Here’s a rather shocking statistic: most Americans dine out between 4-5x per week and, on average, spend 55% of all their food dollars on meals and snacks away from home.4,5 The problem is that away-from-home meals are often inferior in nutritional quality to meals prepared at home – they tend to be higher in salt, fat, and calories, and lower in fruit, vegetables, and whole grains; they also typically include 2-3 times more calories than we need to maintain a healthy weight.6,7 Indeed, portion sizes have been increasing substantially over the past three decades.8
When people dine away from home, their ability to control portion sizes, and thus caloric intake, is limited. Studies demonstrate that we all eat more when we are served more. 9,10 As portion size increases, calories go up. The results are stunning: Laboratory based studies in both adults,11,12 and children13,14 show that when larger portion sizes are served, calories go up as much as 30% with no differences in self-reported hunger. So eating out – which we do a lot more than we used to – is a major contributor to weight gain and increases the risk of obesity and chronic diseases.6 Multiple studies support the association between frequency of meals consumed in restaurants and the risk for overweight.15-18
My research looks at how portion sizes can be made transparent and predictable with the hope that this would have an enormous benefit for America’s obesity crisis. Smaller, standardized portions are a practical and feasible solution to help stem the obesity epidemic.

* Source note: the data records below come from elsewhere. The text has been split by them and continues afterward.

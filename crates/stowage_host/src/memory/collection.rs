//! Collection storage for the in-memory host.

use crate::error::{HostError, HostResult};
use crate::schema::{CollectionSpec, IndexSpec};
use std::collections::{BTreeMap, BTreeSet};
use std::sync::atomic::{AtomicI64, Ordering};
use std::sync::Arc;
use stowage_codec::{Decode, Encode, Key, Value};

/// Entries of one secondary index: field value -> primary keys.
#[derive(Debug, Clone)]
struct IndexData {
    spec: IndexSpec,
    entries: BTreeMap<Key, BTreeSet<Key>>,
}

impl IndexData {
    fn new(spec: IndexSpec) -> Self {
        Self {
            spec,
            entries: BTreeMap::new(),
        }
    }

    /// Extracts this index's key from a record. Records without the field,
    /// or with a value that is not a valid key, are not indexed.
    fn key_of(&self, record: &Value) -> Option<Key> {
        record
            .get(&self.spec.field)
            .and_then(|v| Key::from_value(v).ok())
    }

    fn check_unique(&self, index_key: &Key, primary: &Key) -> HostResult<()> {
        if !self.spec.unique {
            return Ok(());
        }
        match self.entries.get(index_key) {
            Some(keys) if keys.iter().any(|k| k != primary) => Err(HostError::constraint(format!(
                "unique index '{}' already contains {}",
                self.spec.name, index_key
            ))),
            _ => Ok(()),
        }
    }

    fn insert(&mut self, index_key: Key, primary: Key) {
        self.entries.entry(index_key).or_default().insert(primary);
    }

    fn remove(&mut self, index_key: &Key, primary: &Key) {
        if let Some(keys) = self.entries.get_mut(index_key) {
            keys.remove(primary);
            if keys.is_empty() {
                self.entries.remove(index_key);
            }
        }
    }
}

/// Records of one collection, stored as encoded copies.
///
/// Every record is kept as canonical CBOR so that callers never share
/// memory with stored data.
#[derive(Debug, Clone)]
pub(crate) struct CollectionData {
    spec: CollectionSpec,
    records: BTreeMap<Key, Vec<u8>>,
    /// Next generated key. Starts at 1 and never goes down. Shared by every
    /// copy of the collection, so overlapping transactions draw distinct keys.
    next_key: Arc<AtomicI64>,
    indexes: BTreeMap<String, IndexData>,
}

impl CollectionData {
    /// Creates an empty collection with the indexes declared in `spec`.
    pub(crate) fn new(spec: &CollectionSpec) -> HostResult<Self> {
        let mut data = Self {
            spec: CollectionSpec {
                indexes: Vec::new(),
                ..spec.clone()
            },
            records: BTreeMap::new(),
            next_key: Arc::new(AtomicI64::new(1)),
            indexes: BTreeMap::new(),
        };
        for index in &spec.indexes {
            data.create_index(index)?;
        }
        Ok(data)
    }

    pub(crate) fn spec(&self) -> &CollectionSpec {
        &self.spec
    }

    pub(crate) fn has_index(&self, name: &str) -> bool {
        self.indexes.contains_key(name)
    }

    /// Adds an index and fills it from the existing records.
    pub(crate) fn create_index(&mut self, spec: &IndexSpec) -> HostResult<()> {
        if self.indexes.contains_key(&spec.name) {
            return Err(HostError::constraint(format!(
                "index '{}' already exists on '{}'",
                spec.name, self.spec.name
            )));
        }

        let mut index = IndexData::new(spec.clone());
        for (primary, bytes) in &self.records {
            let record = Value::decode(bytes)?;
            if let Some(index_key) = index.key_of(&record) {
                index.check_unique(&index_key, primary)?;
                index.insert(index_key, primary.clone());
            }
        }

        self.spec.indexes.push(spec.clone());
        self.indexes.insert(spec.name.clone(), index);
        Ok(())
    }

    /// Works out the key a record is stored under, generating one if the
    /// collection allows it. Generated keys are written into the record's
    /// key field for collections with in-line keys.
    pub(crate) fn resolve_key(&mut self, record: &mut Value, explicit: Option<Key>) -> HostResult<Key> {
        let key_field = self.spec.key_field.clone();
        let key = match (key_field.as_deref(), explicit) {
            (Some(_), Some(_)) => {
                return Err(HostError::data(format!(
                    "collection '{}' uses in-line keys; a separate key was provided",
                    self.spec.name
                )))
            }
            (Some(field), None) => {
                if !record.is_map() {
                    return Err(HostError::data(format!(
                        "collection '{}' stores maps keyed by '{}', got {}",
                        self.spec.name,
                        field,
                        record.type_name()
                    )));
                }
                match record.get(field) {
                    Some(value) => Key::from_value(value)?,
                    None if self.spec.auto_increment => {
                        let key = self.generate_key()?;
                        record.set(field, key.to_value())?;
                        key
                    }
                    None => {
                        return Err(HostError::data(format!(
                            "record has no '{}' field and '{}' does not generate keys",
                            field, self.spec.name
                        )))
                    }
                }
            }
            (None, Some(key)) => key,
            (None, None) if self.spec.auto_increment => self.generate_key()?,
            (None, None) => {
                return Err(HostError::data(format!(
                    "collection '{}' uses out-of-line keys and no key was provided",
                    self.spec.name
                )))
            }
        };

        if self.spec.auto_increment {
            if let Key::Integer(n) = key {
                self.next_key.fetch_max(n.saturating_add(1), Ordering::SeqCst);
            }
        }
        Ok(key)
    }

    fn generate_key(&self) -> HostResult<Key> {
        self.next_key
            .fetch_update(Ordering::SeqCst, Ordering::SeqCst, |n| n.checked_add(1))
            .map(Key::Integer)
            .map_err(|_| {
                HostError::constraint(format!(
                    "key generator of '{}' is exhausted",
                    self.spec.name
                ))
            })
    }

    /// Stores a record under `key`.
    ///
    /// With `overwrite` false an existing key is a constraint error. All
    /// unique indexes are checked before anything is modified.
    pub(crate) fn write(&mut self, key: Key, record: &Value, overwrite: bool) -> HostResult<()> {
        if !overwrite && self.records.contains_key(&key) {
            return Err(HostError::constraint(format!(
                "key {} already exists in '{}'",
                key, self.spec.name
            )));
        }

        let new_index_keys: Vec<Option<Key>> =
            self.indexes.values().map(|index| index.key_of(record)).collect();
        for (index, index_key) in self.indexes.values().zip(&new_index_keys) {
            if let Some(index_key) = index_key {
                index.check_unique(index_key, &key)?;
            }
        }

        let bytes = record.encode()?;
        self.unindex(&key)?;
        for (index, index_key) in self.indexes.values_mut().zip(new_index_keys) {
            if let Some(index_key) = index_key {
                index.insert(index_key, key.clone());
            }
        }
        self.records.insert(key, bytes);
        Ok(())
    }

    /// Removes a record. Returns whether it existed.
    pub(crate) fn remove(&mut self, key: &Key) -> HostResult<bool> {
        self.unindex(key)?;
        Ok(self.records.remove(key).is_some())
    }

    fn unindex(&mut self, key: &Key) -> HostResult<()> {
        let Some(bytes) = self.records.get(key) else {
            return Ok(());
        };
        let old = Value::decode(bytes)?;
        for index in self.indexes.values_mut() {
            if let Some(index_key) = index.key_of(&old) {
                index.remove(&index_key, key);
            }
        }
        Ok(())
    }

    pub(crate) fn get(&self, key: &Key) -> HostResult<Option<Value>> {
        self.records
            .get(key)
            .map(|bytes| Value::decode(bytes).map_err(HostError::from))
            .transpose()
    }

    pub(crate) fn all(&self) -> HostResult<Vec<Value>> {
        self.records
            .values()
            .map(|bytes| Value::decode(bytes).map_err(HostError::from))
            .collect()
    }

    pub(crate) fn by_index(&self, index: &str, value: &Key) -> HostResult<Vec<Value>> {
        let index = self.indexes.get(index).ok_or_else(|| {
            HostError::not_found(format!("index '{}' not found on '{}'", index, self.spec.name))
        })?;
        let Some(keys) = index.entries.get(value) else {
            return Ok(Vec::new());
        };
        keys.iter()
            .filter_map(|key| self.records.get(key))
            .map(|bytes| Value::decode(bytes).map_err(HostError::from))
            .collect()
    }

    pub(crate) fn len(&self) -> usize {
        self.records.len()
    }
}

Portion control has also proven to be an effective measure to reduce the amount – and therefore the harm – of alcohol consumption.19,20 Alcoholic beverages are classified by the percentage of alcohol content and the U.S. government defines a standard drink as containing 0.6 oz. of alcohol. Standard drink sizes are 12 ounces for a standard beer, 5 ounces for a glass of wine, and 1.5 ounce shot of 80 proof spirits. These standard portion sizes allow us to measure a standard drink and to limit the risk of inebriation. Many states mandate that alcohol be served in standard portions; twelve states also require that larger portions of alcohol carry a higher price.21 Applying these principles to food could be an enormous aid, since people are not reliably able to judge what constitutes an appropriate individual portion just by looks.22-24 Standard portions are also a necessity for medications. Many consider food as “medicine”, so applying portion standards to food is a natural extension that could improve health outcomes. That was our goal.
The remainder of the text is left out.